** GIVEN RECORDS **
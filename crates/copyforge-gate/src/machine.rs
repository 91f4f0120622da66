//! Step validation state machine
//!
//! States are `Step(1)..=Step(N)` plus terminal `Ready`. Every step before
//! the current one holds against the in-progress profile; edits that break
//! an earlier step move the gate back to it.

use std::fmt::{self, Display, Formatter};

use copyforge_model::{ArtifactKind, BusinessProfile, ProfileField};
use serde::Serialize;
use tracing::debug;

use crate::error::GateError;
use crate::steps::{steps_for, StepSpec};

/// Gate position
#[derive(Debug, Clone, Copy, PartialEq, Eq, Serialize)]
#[serde(rename_all = "camelCase")]
pub enum GateState {
    /// Collecting input for step `n` (1-based)
    Step(usize),
    /// Every step passed
    Ready,
}

impl Display for GateState {
    fn fmt(&self, f: &mut Formatter<'_>) -> fmt::Result {
        match self {
            Self::Step(n) => write!(f, "step {n}"),
            Self::Ready => f.write_str("ready"),
        }
    }
}

/// States reachable from `from` in one `advance` or `retreat`
///
/// Whether `advance` actually succeeds also depends on the profile.
#[must_use]
pub fn allowed_transitions(kind: ArtifactKind, from: GateState) -> Vec<GateState> {
    let last = steps_for(kind).len();
    match from {
        GateState::Ready => vec![GateState::Step(last)],
        GateState::Step(1) if last == 1 => vec![GateState::Ready],
        GateState::Step(1) => vec![GateState::Step(2)],
        GateState::Step(n) if n == last => vec![GateState::Ready, GateState::Step(n - 1)],
        GateState::Step(n) => vec![GateState::Step(n + 1), GateState::Step(n - 1)],
    }
}

/// Finite-state machine over a kind's input steps
#[derive(Debug, Clone)]
pub struct StepGate {
    kind: ArtifactKind,
    profile: BusinessProfile,
    state: GateState,
}

impl StepGate {
    /// Gate at step 1 with an empty profile
    #[must_use]
    pub fn new(kind: ArtifactKind) -> Self {
        Self::with_profile(kind, BusinessProfile::new())
    }

    /// Gate at step 1 over an existing profile
    #[must_use]
    pub fn with_profile(kind: ArtifactKind, profile: BusinessProfile) -> Self {
        Self {
            kind,
            profile,
            state: GateState::Step(1),
        }
    }

    /// Artifact kind the steps belong to
    #[inline]
    #[must_use]
    pub fn kind(&self) -> ArtifactKind {
        self.kind
    }

    /// Current state
    #[inline]
    #[must_use]
    pub fn state(&self) -> GateState {
        self.state
    }

    /// In-progress profile
    #[inline]
    #[must_use]
    pub fn profile(&self) -> &BusinessProfile {
        &self.profile
    }

    /// All steps for this kind
    #[inline]
    #[must_use]
    pub fn steps(&self) -> &'static [StepSpec] {
        steps_for(self.kind)
    }

    /// Spec of the current step (`None` when ready)
    #[must_use]
    pub fn current_step(&self) -> Option<&'static StepSpec> {
        match self.state {
            GateState::Step(n) => self.steps().get(n - 1),
            GateState::Ready => None,
        }
    }

    /// Move forward if the current step holds
    ///
    /// # Errors
    /// - [`GateError::IncompleteProfile`] naming the blank fields; state is unchanged
    /// - [`GateError::AlreadyReady`] from `Ready`
    pub fn advance(&mut self) -> Result<GateState, GateError> {
        let GateState::Step(n) = self.state else {
            return Err(GateError::AlreadyReady);
        };
        let step = &self.steps()[n - 1];
        let missing = step.missing(&self.profile);
        if !missing.is_empty() {
            debug!(kind = %self.kind, step = n, ?missing, "advance rejected");
            return Err(GateError::IncompleteProfile {
                step: n,
                title: step.title,
                missing,
            });
        }
        self.state = if n == self.steps().len() {
            GateState::Ready
        } else {
            GateState::Step(n + 1)
        };
        debug!(kind = %self.kind, from = n, to = %self.state, "advanced");
        Ok(self.state)
    }

    /// Move back one step
    ///
    /// # Errors
    /// [`GateError::AtFirstStep`] from `Step(1)`
    pub fn retreat(&mut self) -> Result<GateState, GateError> {
        self.state = match self.state {
            GateState::Step(1) => return Err(GateError::AtFirstStep),
            GateState::Step(n) => GateState::Step(n - 1),
            GateState::Ready => GateState::Step(self.steps().len()),
        };
        Ok(self.state)
    }

    /// Mutate the profile, then fall back to the first earlier step that no
    /// longer holds
    pub fn edit<F>(&mut self, f: F) -> GateState
    where
        F: FnOnce(&mut BusinessProfile),
    {
        f(&mut self.profile);
        let passed = match self.state {
            GateState::Step(n) => n - 1,
            GateState::Ready => self.steps().len(),
        };
        if let Some(i) = self.steps()[..passed]
            .iter()
            .position(|s| !s.holds(&self.profile))
        {
            debug!(kind = %self.kind, from = %self.state, to = i + 1, "edit invalidated step");
            self.state = GateState::Step(i + 1);
        }
        self.state
    }

    /// Blank required fields of the current step (empty when ready)
    #[must_use]
    pub fn missing_fields(&self) -> Vec<ProfileField> {
        self.current_step()
            .map(|s| s.missing(&self.profile))
            .unwrap_or_default()
    }

    /// `(completed steps, total steps)`
    #[must_use]
    pub fn progress(&self) -> (usize, usize) {
        let total = self.steps().len();
        match self.state {
            GateState::Step(n) => (n - 1, total),
            GateState::Ready => (total, total),
        }
    }

    /// Token proving every step passed
    ///
    /// # Errors
    /// [`GateError::NotReady`] unless in `Ready`
    pub fn ready(&self) -> Result<ReadyProfile, GateError> {
        match self.state {
            GateState::Ready => Ok(ReadyProfile {
                kind: self.kind,
                profile: self.profile.clone(),
            }),
            state => Err(GateError::NotReady { state }),
        }
    }
}

/// A profile that passed every step for its kind
///
/// Only [`StepGate::ready`] and [`ReadyProfile::check`] construct one.
#[derive(Debug, Clone, PartialEq, Eq)]
pub struct ReadyProfile {
    kind: ArtifactKind,
    profile: BusinessProfile,
}

impl ReadyProfile {
    /// Validate all steps at once
    ///
    /// # Errors
    /// [`GateError::IncompleteProfile`] for the first failing step
    pub fn check(kind: ArtifactKind, profile: BusinessProfile) -> Result<Self, GateError> {
        for (i, step) in steps_for(kind).iter().enumerate() {
            let missing = step.missing(&profile);
            if !missing.is_empty() {
                return Err(GateError::IncompleteProfile {
                    step: i + 1,
                    title: step.title,
                    missing,
                });
            }
        }
        Ok(Self { kind, profile })
    }

    /// Kind the profile was validated for
    #[inline]
    #[must_use]
    pub fn kind(&self) -> ArtifactKind {
        self.kind
    }

    /// Validated profile
    #[inline]
    #[must_use]
    pub fn profile(&self) -> &BusinessProfile {
        &self.profile
    }

    /// Take the profile back
    #[must_use]
    pub fn into_profile(self) -> BusinessProfile {
        self.profile
    }
}

#[cfg(test)]
mod tests {
    use super::*;
    use copyforge_model::Objective;

    fn email_ready_profile() -> BusinessProfile {
        BusinessProfile::new()
            .with_name("Acme")
            .with_product_or_service("a dashboard")
            .with_target_audience("founders")
            .with_objective(Objective::Sales)
    }

    #[test]
    fn new_gate_starts_at_step_one() {
        let gate = StepGate::new(ArtifactKind::Ad);
        assert_eq!(gate.state(), GateState::Step(1));
        assert_eq!(gate.progress(), (0, 4));
        assert_eq!(
            gate.missing_fields(),
            vec![ProfileField::Name, ProfileField::Industry]
        );
    }

    #[test]
    fn advance_rejects_with_missing_fields() {
        let mut gate = StepGate::new(ArtifactKind::Ad);
        gate.edit(|p| p.name = "Acme".into());
        let err = gate.advance().unwrap_err();
        assert_eq!(
            err,
            GateError::IncompleteProfile {
                step: 1,
                title: "Business Basics",
                missing: vec![ProfileField::Industry],
            }
        );
        assert_eq!(
            err.to_string(),
            "step 1 (Business Basics) is incomplete, missing: industry"
        );
        assert_eq!(gate.state(), GateState::Step(1));
    }

    #[test]
    fn walks_to_ready() {
        let mut gate = StepGate::with_profile(ArtifactKind::Email, email_ready_profile());
        assert_eq!(gate.advance(), Ok(GateState::Step(2)));
        assert_eq!(gate.advance(), Ok(GateState::Step(3)));
        assert_eq!(gate.advance(), Ok(GateState::Ready));
        assert_eq!(gate.advance(), Err(GateError::AlreadyReady));
        assert_eq!(gate.progress(), (3, 3));
        assert!(gate.missing_fields().is_empty());
        let ready = gate.ready().unwrap();
        assert_eq!(ready.kind(), ArtifactKind::Email);
        assert_eq!(ready.profile().name, "Acme");
    }

    #[test]
    fn retreat_rules() {
        let mut gate = StepGate::with_profile(ArtifactKind::Email, email_ready_profile());
        assert_eq!(gate.retreat(), Err(GateError::AtFirstStep));
        gate.advance().unwrap();
        assert_eq!(gate.retreat(), Ok(GateState::Step(1)));
        for _ in 0..3 {
            gate.advance().unwrap();
        }
        assert_eq!(gate.retreat(), Ok(GateState::Step(3)));
    }

    #[test]
    fn edit_falls_back_to_first_broken_step() {
        let mut gate = StepGate::with_profile(ArtifactKind::Email, email_ready_profile());
        for _ in 0..3 {
            gate.advance().unwrap();
        }
        assert_eq!(gate.edit(|p| p.target_audience.clear()), GateState::Step(2));
        assert_eq!(gate.edit(|p| p.name = "  ".into()), GateState::Step(1));
    }

    #[test]
    fn edit_of_later_step_keeps_position() {
        let mut gate = StepGate::with_profile(ArtifactKind::Email, email_ready_profile());
        gate.advance().unwrap();
        assert_eq!(gate.edit(|p| p.objectives.clear()), GateState::Step(2));
    }

    #[test]
    fn ready_requires_ready_state() {
        let gate = StepGate::new(ArtifactKind::SocialPost);
        assert_eq!(
            gate.ready(),
            Err(GateError::NotReady {
                state: GateState::Step(1)
            })
        );
    }

    #[test]
    fn check_reports_first_failing_step() {
        let profile = email_ready_profile().with_budget(0);
        let err = ReadyProfile::check(ArtifactKind::SalesScript, profile).unwrap_err();
        assert!(matches!(err, GateError::IncompleteProfile { step: 3, .. }));
        assert_eq!(err.missing_fields(), &[ProfileField::UniqueValue]);
        assert!(ReadyProfile::check(ArtifactKind::Email, email_ready_profile()).is_ok());
    }

    #[test]
    fn transitions_table() {
        assert_eq!(
            allowed_transitions(ArtifactKind::Ad, GateState::Step(1)),
            vec![GateState::Step(2)]
        );
        assert_eq!(
            allowed_transitions(ArtifactKind::Ad, GateState::Step(4)),
            vec![GateState::Ready, GateState::Step(3)]
        );
        assert_eq!(
            allowed_transitions(ArtifactKind::Ad, GateState::Ready),
            vec![GateState::Step(4)]
        );
    }
}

** DESCRIPTION OF THE TASK **
The total wanted is the number of lines in the entries above that contain "AtFirstStep". Give it alone.

** EXERCISE RESULT **
3